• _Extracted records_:
:::::
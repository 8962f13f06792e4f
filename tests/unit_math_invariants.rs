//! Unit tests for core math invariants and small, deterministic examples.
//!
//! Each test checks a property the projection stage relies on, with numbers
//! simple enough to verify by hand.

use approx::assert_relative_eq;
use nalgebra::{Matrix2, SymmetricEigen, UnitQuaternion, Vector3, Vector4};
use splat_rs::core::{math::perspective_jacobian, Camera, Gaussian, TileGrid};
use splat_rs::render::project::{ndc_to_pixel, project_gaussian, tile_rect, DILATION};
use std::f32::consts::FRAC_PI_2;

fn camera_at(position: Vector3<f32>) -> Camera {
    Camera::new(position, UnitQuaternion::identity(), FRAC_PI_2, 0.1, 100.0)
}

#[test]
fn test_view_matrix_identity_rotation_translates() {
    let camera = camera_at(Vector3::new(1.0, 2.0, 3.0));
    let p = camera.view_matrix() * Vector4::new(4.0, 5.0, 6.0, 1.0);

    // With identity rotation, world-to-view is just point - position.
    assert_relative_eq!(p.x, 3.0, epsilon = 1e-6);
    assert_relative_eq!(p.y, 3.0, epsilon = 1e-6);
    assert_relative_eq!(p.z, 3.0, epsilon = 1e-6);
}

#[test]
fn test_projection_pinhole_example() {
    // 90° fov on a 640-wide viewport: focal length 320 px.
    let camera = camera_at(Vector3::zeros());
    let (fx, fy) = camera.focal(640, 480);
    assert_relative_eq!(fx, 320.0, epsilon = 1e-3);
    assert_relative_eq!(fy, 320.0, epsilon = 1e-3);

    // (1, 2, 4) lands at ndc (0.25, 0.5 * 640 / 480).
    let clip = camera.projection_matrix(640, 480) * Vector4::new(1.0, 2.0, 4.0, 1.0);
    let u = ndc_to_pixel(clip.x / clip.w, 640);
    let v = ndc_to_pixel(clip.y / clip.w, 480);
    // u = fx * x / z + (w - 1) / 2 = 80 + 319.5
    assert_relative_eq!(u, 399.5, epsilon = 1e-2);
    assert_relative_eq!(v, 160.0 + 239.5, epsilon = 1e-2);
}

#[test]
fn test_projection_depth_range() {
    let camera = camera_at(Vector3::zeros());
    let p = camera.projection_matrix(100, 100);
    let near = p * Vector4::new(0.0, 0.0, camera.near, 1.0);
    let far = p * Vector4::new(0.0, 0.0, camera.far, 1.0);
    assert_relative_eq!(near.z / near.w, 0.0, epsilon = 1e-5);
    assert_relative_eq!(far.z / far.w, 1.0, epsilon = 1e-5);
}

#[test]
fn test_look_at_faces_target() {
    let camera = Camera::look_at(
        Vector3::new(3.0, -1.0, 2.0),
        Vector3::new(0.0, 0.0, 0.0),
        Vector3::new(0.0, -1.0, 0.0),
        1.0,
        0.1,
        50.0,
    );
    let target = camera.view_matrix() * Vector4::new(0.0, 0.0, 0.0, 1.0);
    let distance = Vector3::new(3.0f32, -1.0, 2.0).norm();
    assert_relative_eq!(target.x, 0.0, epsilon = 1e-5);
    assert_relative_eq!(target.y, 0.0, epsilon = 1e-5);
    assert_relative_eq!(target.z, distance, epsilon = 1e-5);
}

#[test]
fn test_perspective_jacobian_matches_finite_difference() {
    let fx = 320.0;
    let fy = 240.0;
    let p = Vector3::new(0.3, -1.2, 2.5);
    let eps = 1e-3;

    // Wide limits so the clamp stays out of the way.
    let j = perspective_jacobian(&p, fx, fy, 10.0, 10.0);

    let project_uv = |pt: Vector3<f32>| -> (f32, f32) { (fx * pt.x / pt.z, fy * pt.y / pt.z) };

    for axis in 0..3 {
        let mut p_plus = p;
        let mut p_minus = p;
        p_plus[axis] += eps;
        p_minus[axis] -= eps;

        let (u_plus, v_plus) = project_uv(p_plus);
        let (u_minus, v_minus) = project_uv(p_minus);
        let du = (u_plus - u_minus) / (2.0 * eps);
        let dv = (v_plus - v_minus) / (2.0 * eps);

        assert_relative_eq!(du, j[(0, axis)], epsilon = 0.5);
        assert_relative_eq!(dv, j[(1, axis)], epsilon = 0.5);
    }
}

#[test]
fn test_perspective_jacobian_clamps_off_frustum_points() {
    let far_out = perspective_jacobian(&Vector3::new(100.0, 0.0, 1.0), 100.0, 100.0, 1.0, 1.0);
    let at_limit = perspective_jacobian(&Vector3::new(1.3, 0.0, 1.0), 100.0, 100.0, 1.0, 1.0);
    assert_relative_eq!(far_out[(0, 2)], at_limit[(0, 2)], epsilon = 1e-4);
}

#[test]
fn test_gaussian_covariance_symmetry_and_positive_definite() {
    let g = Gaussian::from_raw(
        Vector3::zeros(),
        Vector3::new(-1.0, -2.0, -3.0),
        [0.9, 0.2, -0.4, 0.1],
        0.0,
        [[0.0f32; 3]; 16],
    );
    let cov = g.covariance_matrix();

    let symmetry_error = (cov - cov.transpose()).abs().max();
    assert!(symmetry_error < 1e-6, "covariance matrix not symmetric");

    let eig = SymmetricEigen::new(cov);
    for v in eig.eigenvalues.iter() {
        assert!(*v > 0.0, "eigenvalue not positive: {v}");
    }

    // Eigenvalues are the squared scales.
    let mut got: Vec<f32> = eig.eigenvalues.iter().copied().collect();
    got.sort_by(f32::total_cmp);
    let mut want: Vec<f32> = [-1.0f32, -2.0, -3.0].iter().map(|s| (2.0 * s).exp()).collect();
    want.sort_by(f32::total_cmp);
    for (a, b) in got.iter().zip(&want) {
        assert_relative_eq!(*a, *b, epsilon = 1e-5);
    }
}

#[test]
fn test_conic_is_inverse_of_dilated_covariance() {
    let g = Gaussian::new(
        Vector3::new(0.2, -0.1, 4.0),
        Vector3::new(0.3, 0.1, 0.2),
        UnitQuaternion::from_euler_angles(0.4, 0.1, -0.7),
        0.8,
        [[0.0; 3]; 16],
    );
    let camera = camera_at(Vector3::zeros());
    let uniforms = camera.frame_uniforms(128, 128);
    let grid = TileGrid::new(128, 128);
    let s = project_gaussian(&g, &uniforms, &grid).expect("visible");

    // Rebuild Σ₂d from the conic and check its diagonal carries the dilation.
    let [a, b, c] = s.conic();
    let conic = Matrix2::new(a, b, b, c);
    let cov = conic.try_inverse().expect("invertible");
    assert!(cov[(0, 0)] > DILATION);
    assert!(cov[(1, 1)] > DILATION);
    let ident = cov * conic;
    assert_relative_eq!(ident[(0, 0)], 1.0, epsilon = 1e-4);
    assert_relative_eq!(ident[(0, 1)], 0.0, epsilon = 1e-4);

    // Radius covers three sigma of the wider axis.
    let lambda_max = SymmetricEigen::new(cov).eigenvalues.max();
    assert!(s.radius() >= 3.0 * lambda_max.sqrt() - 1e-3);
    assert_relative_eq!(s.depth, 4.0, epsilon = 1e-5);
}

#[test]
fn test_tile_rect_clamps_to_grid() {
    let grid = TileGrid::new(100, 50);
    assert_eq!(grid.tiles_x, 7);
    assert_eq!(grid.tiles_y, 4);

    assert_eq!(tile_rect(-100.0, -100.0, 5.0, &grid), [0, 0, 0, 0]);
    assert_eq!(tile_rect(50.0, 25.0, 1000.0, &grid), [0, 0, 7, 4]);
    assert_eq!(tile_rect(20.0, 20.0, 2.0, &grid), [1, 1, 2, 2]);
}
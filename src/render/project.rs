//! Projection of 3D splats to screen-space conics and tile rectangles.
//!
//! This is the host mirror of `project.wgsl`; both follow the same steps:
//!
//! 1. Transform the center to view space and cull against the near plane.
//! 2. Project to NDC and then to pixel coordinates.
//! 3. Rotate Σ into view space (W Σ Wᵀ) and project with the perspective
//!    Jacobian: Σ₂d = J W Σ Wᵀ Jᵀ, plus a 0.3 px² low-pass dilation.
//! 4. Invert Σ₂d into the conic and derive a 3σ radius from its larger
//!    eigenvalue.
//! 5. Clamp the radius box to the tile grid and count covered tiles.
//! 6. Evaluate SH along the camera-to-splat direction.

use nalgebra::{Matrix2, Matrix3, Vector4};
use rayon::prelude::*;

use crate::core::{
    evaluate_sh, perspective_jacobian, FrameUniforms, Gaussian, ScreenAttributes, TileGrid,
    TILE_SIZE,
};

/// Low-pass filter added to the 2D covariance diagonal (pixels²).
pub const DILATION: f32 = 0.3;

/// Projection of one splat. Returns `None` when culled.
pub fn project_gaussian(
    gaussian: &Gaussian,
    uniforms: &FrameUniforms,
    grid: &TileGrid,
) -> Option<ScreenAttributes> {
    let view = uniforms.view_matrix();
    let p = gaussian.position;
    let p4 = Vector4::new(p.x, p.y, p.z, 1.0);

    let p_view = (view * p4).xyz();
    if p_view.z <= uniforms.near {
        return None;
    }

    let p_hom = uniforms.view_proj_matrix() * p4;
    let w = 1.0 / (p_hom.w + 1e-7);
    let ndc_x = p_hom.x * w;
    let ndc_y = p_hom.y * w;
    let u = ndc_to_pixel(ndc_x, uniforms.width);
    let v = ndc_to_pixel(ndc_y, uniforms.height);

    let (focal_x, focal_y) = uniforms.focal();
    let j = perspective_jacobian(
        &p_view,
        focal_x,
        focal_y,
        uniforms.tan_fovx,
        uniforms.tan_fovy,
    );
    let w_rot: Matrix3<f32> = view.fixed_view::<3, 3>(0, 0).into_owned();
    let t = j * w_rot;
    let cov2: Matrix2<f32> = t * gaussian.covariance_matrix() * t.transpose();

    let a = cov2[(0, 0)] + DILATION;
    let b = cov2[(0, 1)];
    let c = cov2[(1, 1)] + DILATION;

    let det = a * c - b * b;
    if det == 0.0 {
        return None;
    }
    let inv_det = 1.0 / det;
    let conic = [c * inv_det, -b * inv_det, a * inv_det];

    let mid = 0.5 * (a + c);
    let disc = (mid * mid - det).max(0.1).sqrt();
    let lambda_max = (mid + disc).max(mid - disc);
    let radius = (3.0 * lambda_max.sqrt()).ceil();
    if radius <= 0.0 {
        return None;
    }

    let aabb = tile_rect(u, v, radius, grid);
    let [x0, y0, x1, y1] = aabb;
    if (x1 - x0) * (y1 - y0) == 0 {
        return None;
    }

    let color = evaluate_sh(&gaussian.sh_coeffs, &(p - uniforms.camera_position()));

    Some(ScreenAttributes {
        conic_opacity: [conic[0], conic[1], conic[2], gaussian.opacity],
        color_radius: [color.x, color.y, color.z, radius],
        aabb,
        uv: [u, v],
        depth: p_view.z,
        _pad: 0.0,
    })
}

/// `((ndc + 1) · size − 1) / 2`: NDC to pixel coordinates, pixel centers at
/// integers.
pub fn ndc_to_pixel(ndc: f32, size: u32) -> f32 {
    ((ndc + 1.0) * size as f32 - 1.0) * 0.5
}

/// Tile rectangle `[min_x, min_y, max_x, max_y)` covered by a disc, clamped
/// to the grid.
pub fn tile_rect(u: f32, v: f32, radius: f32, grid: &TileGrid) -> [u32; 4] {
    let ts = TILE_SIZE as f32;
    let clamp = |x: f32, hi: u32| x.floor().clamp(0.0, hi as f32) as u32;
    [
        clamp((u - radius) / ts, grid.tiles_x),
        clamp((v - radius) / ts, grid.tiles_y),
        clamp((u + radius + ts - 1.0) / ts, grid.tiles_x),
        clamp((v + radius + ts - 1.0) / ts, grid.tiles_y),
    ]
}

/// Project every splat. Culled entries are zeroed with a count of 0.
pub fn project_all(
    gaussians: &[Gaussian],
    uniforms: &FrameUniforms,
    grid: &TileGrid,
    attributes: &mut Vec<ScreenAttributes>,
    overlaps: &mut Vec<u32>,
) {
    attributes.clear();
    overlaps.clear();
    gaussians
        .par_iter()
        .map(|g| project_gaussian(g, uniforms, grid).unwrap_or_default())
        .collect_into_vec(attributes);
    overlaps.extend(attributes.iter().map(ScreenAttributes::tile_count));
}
:::::
• _What you should do_: Wherever the string "covered" appears in a line of the records above, copy that line.

• _Output of the exercise_:
//! 5. Clamp the radius box to the tile grid and count covered tiles.
/// Tile rectangle `[min_x, min_y, max_x, max_y)` covered by a disc, clamped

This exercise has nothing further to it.